▶ **YOUR GOAL**: The output should be identical to the entries that follow.

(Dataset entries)
++++++++++++++++++++
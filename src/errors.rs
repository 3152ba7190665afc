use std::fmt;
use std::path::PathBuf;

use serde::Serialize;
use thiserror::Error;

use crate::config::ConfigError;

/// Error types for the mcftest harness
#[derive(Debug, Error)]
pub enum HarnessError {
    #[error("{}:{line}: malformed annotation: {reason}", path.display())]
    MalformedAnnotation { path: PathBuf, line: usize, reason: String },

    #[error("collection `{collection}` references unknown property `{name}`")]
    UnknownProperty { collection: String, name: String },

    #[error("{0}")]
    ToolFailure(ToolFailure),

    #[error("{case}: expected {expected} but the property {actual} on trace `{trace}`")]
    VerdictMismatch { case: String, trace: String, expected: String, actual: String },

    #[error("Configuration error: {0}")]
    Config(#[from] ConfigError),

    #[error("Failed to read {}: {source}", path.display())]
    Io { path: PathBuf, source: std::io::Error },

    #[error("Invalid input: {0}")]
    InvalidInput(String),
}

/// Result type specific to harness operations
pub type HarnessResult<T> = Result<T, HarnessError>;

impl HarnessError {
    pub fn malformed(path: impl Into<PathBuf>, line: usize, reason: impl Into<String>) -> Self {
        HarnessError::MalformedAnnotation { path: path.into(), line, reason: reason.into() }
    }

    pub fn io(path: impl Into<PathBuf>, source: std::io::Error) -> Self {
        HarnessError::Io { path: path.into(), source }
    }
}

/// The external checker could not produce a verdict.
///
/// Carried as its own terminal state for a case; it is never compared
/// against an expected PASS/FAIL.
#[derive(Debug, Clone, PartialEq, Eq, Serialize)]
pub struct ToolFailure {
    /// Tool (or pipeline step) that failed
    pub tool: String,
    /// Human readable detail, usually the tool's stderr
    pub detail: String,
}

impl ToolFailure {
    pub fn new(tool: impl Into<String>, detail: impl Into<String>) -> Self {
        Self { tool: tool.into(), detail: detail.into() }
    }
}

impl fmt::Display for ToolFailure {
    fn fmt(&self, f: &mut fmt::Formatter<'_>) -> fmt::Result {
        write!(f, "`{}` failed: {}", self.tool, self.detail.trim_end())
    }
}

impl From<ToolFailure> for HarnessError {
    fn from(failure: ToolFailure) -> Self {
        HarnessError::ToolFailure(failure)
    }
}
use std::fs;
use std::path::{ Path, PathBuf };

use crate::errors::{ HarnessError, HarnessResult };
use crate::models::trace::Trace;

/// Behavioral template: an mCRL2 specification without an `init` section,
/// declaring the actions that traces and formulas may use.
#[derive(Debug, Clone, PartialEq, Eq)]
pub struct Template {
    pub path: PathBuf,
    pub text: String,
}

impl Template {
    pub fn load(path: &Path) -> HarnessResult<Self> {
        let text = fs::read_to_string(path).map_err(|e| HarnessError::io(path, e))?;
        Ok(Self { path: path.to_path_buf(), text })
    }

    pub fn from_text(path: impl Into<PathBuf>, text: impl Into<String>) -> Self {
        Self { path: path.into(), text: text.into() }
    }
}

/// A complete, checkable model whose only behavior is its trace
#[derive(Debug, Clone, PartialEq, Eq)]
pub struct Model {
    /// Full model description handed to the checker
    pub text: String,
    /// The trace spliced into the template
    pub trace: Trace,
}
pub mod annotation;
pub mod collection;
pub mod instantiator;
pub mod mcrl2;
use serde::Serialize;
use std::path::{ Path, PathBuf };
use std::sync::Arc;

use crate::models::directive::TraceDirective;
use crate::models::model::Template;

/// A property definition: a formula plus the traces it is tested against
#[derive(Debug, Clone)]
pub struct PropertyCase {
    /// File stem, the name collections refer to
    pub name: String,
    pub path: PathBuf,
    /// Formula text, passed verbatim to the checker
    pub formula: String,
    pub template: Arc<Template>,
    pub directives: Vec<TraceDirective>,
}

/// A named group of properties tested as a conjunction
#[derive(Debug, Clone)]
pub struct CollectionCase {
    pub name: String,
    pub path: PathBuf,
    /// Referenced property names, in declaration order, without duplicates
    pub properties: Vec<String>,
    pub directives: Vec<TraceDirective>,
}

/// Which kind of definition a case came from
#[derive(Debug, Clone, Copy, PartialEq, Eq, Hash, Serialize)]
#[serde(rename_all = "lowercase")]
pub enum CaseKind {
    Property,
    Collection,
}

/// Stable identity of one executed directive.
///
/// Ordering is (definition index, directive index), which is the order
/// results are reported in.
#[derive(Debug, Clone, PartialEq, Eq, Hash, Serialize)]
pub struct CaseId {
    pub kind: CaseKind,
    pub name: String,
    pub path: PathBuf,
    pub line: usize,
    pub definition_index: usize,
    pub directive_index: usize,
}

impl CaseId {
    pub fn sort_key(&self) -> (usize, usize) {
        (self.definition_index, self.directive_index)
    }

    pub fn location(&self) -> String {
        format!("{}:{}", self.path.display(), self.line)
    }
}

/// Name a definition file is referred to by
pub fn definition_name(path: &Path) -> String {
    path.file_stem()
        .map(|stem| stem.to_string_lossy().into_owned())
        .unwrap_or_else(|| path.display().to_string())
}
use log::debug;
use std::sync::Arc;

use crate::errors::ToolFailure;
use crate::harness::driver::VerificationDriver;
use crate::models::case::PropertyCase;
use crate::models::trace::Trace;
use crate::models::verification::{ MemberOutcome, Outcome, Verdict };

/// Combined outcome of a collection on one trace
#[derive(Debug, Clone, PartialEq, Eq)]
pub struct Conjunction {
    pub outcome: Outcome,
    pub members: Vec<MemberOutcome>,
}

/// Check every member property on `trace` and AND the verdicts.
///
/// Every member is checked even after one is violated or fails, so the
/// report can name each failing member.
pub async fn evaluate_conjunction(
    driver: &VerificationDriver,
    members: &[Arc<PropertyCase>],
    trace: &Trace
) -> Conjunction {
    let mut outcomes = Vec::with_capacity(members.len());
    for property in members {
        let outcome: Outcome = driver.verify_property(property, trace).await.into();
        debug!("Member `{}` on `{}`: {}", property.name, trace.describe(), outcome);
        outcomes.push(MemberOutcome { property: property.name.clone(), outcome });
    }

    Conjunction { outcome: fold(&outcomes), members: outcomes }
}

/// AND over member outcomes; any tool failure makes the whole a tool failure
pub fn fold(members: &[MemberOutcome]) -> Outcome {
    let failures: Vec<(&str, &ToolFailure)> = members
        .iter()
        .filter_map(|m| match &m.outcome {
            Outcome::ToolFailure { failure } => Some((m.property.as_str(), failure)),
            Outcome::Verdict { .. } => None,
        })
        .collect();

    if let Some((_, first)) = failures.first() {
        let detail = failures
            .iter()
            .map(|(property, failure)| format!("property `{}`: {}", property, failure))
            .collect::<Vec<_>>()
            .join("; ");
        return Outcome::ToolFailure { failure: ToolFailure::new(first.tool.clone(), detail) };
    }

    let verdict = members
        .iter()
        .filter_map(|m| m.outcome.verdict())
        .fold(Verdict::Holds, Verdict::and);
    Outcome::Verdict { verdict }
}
++++++++++++++++++++
▶ **SOLUTION TO THIS PROBLEM**:
filename src/errors.rs
repository 3152ba7190665afc
use std::fmt;
use std::path::PathBuf;

use serde::Serialize;
use thiserror::Error;

use crate::config::ConfigError;

/// Error types for the mcftest harness
#[derive(Debug, Error)]
pub enum HarnessError {
    #[error("{}:{line}: malformed annotation: {reason}", path.display())]
    MalformedAnnotation { path: PathBuf, line: usize, reason: String },

    #[error("collection `{collection}` references unknown property `{name}`")]
    UnknownProperty { collection: String, name: String },

    #[error("{0}")]
    ToolFailure(ToolFailure),

    #[error("{case}: expected {expected} but the property {actual} on trace `{trace}`")]
    VerdictMismatch { case: String, trace: String, expected: String, actual: String },

    #[error("Configuration error: {0}")]
    Config(#[from] ConfigError),

    #[error("Failed to read {}: {source}", path.display())]
    Io { path: PathBuf, source: std::io::Error },

    #[error("Invalid input: {0}")]
    InvalidInput(String),
}

/// Result type specific to harness operations
pub type HarnessResult<T> = Result<T, HarnessError>;

impl HarnessError {
    pub fn malformed(path: impl Into<PathBuf>, line: usize, reason: impl Into<String>) -> Self {
        HarnessError::MalformedAnnotation { path: path.into(), line, reason: reason.into() }
    }

    pub fn io(path: impl Into<PathBuf>, source: std::io::Error) -> Self {
        HarnessError::Io { path: path.into(), source }
    }
}

/// The external checker could not produce a verdict.
///
/// Carried as its own terminal state for a case; it is never compared
/// against an expected PASS/FAIL.
#[derive(Debug, Clone, PartialEq, Eq, Serialize)]
pub struct ToolFailure {
    /// Tool (or pipeline step) that failed
    pub tool: String,
    /// Human readable detail, usually the tool's stderr
    pub detail: String,
}

impl ToolFailure {
    pub fn new(tool: impl Into<String>, detail: impl Into<String>) -> Self {
        Self { tool: tool.into(), detail: detail.into() }
    }
}

impl fmt::Display for ToolFailure {
    fn fmt(&self, f: &mut fmt::Formatter<'_>) -> fmt::Result {
        write!(f, "`{}` failed: {}", self.tool, self.detail.trim_end())
    }
}

impl From<ToolFailure> for HarnessError {
    fn from(failure: ToolFailure) -> Self {
        HarnessError::ToolFailure(failure)
    }
}
use std::fs;
use std::path::{ Path, PathBuf };

use crate::errors::{ HarnessError, HarnessResult };
use crate::models::trace::Trace;

/// Behavioral template: an mCRL2 specification without an `init` section,
/// declaring the actions that traces and formulas may use.
#[derive(Debug, Clone, PartialEq, Eq)]
pub struct Template {
    pub path: PathBuf,
    pub text: String,
}

impl Template {
    pub fn load(path: &Path) -> HarnessResult<Self> {
        let text = fs::read_to_string(path).map_err(|e| HarnessError::io(path, e))?;
        Ok(Self { path: path.to_path_buf(), text })
    }

    pub fn from_text(path: impl Into<PathBuf>, text: impl Into<String>) -> Self {
        Self { path: path.into(), text: text.into() }
    }
}

/// A complete, checkable model whose only behavior is its trace
#[derive(Debug, Clone, PartialEq, Eq)]
pub struct Model {
    /// Full model description handed to the checker
    pub text: String,
    /// The trace spliced into the template
    pub trace: Trace,
}
pub mod annotation;
pub mod collection;
pub mod instantiator;
pub mod mcrl2;
use serde::Serialize;
use std::path::{ Path, PathBuf };
use std::sync::Arc;

use crate::models::directive::TraceDirective;
use crate::models::model::Template;

/// A property definition: a formula plus the traces it is tested against
#[derive(Debug, Clone)]
pub struct PropertyCase {
    /// File stem, the name collections refer to
    pub name: String,
    pub path: PathBuf,
    /// Formula text, passed verbatim to the checker
    pub formula: String,
    pub template: Arc<Template>,
    pub directives: Vec<TraceDirective>,
}

/// A named group of properties tested as a conjunction
#[derive(Debug, Clone)]
pub struct CollectionCase {
    pub name: String,
    pub path: PathBuf,
    /// Referenced property names, in declaration order, without duplicates
    pub properties: Vec<String>,
    pub directives: Vec<TraceDirective>,
}

/// Which kind of definition a case came from
#[derive(Debug, Clone, Copy, PartialEq, Eq, Hash, Serialize)]
#[serde(rename_all = "lowercase")]
pub enum CaseKind {
    Property,
    Collection,
}

/// Stable identity of one executed directive.
///
/// Ordering is (definition index, directive index), which is the order
/// results are reported in.
#[derive(Debug, Clone, PartialEq, Eq, Hash, Serialize)]
pub struct CaseId {
    pub kind: CaseKind,
    pub name: String,
    pub path: PathBuf,
    pub line: usize,
    pub definition_index: usize,
    pub directive_index: usize,
}

impl CaseId {
    pub fn sort_key(&self) -> (usize, usize) {
        (self.definition_index, self.directive_index)
    }

    pub fn location(&self) -> String {
        format!("{}:{}", self.path.display(), self.line)
    }
}

/// Name a definition file is referred to by
pub fn definition_name(path: &Path) -> String {
    path.file_stem()
        .map(|stem| stem.to_string_lossy().into_owned())
        .unwrap_or_else(|| path.display().to_string())
}
use log::debug;
use std::sync::Arc;

use crate::errors::ToolFailure;
use crate::harness::driver::VerificationDriver;
use crate::models::case::PropertyCase;
use crate::models::trace::Trace;
use crate::models::verification::{ MemberOutcome, Outcome, Verdict };

/// Combined outcome of a collection on one trace
#[derive(Debug, Clone, PartialEq, Eq)]
pub struct Conjunction {
    pub outcome: Outcome,
    pub members: Vec<MemberOutcome>,
}

/// Check every member property on `trace` and AND the verdicts.
///
/// Every member is checked even after one is violated or fails, so the
/// report can name each failing member.
pub async fn evaluate_conjunction(
    driver: &VerificationDriver,
    members: &[Arc<PropertyCase>],
    trace: &Trace
) -> Conjunction {
    let mut outcomes = Vec::with_capacity(members.len());
    for property in members {
        let outcome: Outcome = driver.verify_property(property, trace).await.into();
        debug!("Member `{}` on `{}`: {}", property.name, trace.describe(), outcome);
        outcomes.push(MemberOutcome { property: property.name.clone(), outcome });
    }

    Conjunction { outcome: fold(&outcomes), members: outcomes }
}

/// AND over member outcomes; any tool failure makes the whole a tool failure
pub fn fold(members: &[MemberOutcome]) -> Outcome {
    let failures: Vec<(&str, &ToolFailure)> = members
        .iter()
        .filter_map(|m| match &m.outcome {
            Outcome::ToolFailure { failure } => Some((m.property.as_str(), failure)),
            Outcome::Verdict { .. } => None,
        })
        .collect();

    if let Some((_, first)) = failures.first() {
        let detail = failures
            .iter()
            .map(|(property, failure)| format!("property `{}`: {}", property, failure))
            .collect::<Vec<_>>()
            .join("; ");
        return Outcome::ToolFailure { failure: ToolFailure::new(first.tool.clone(), detail) };
    }

    let verdict = members
        .iter()
        .filter_map(|m| m.outcome.verdict())
        .fold(Verdict::Holds, Verdict::and);
    Outcome::Verdict { verdict }
}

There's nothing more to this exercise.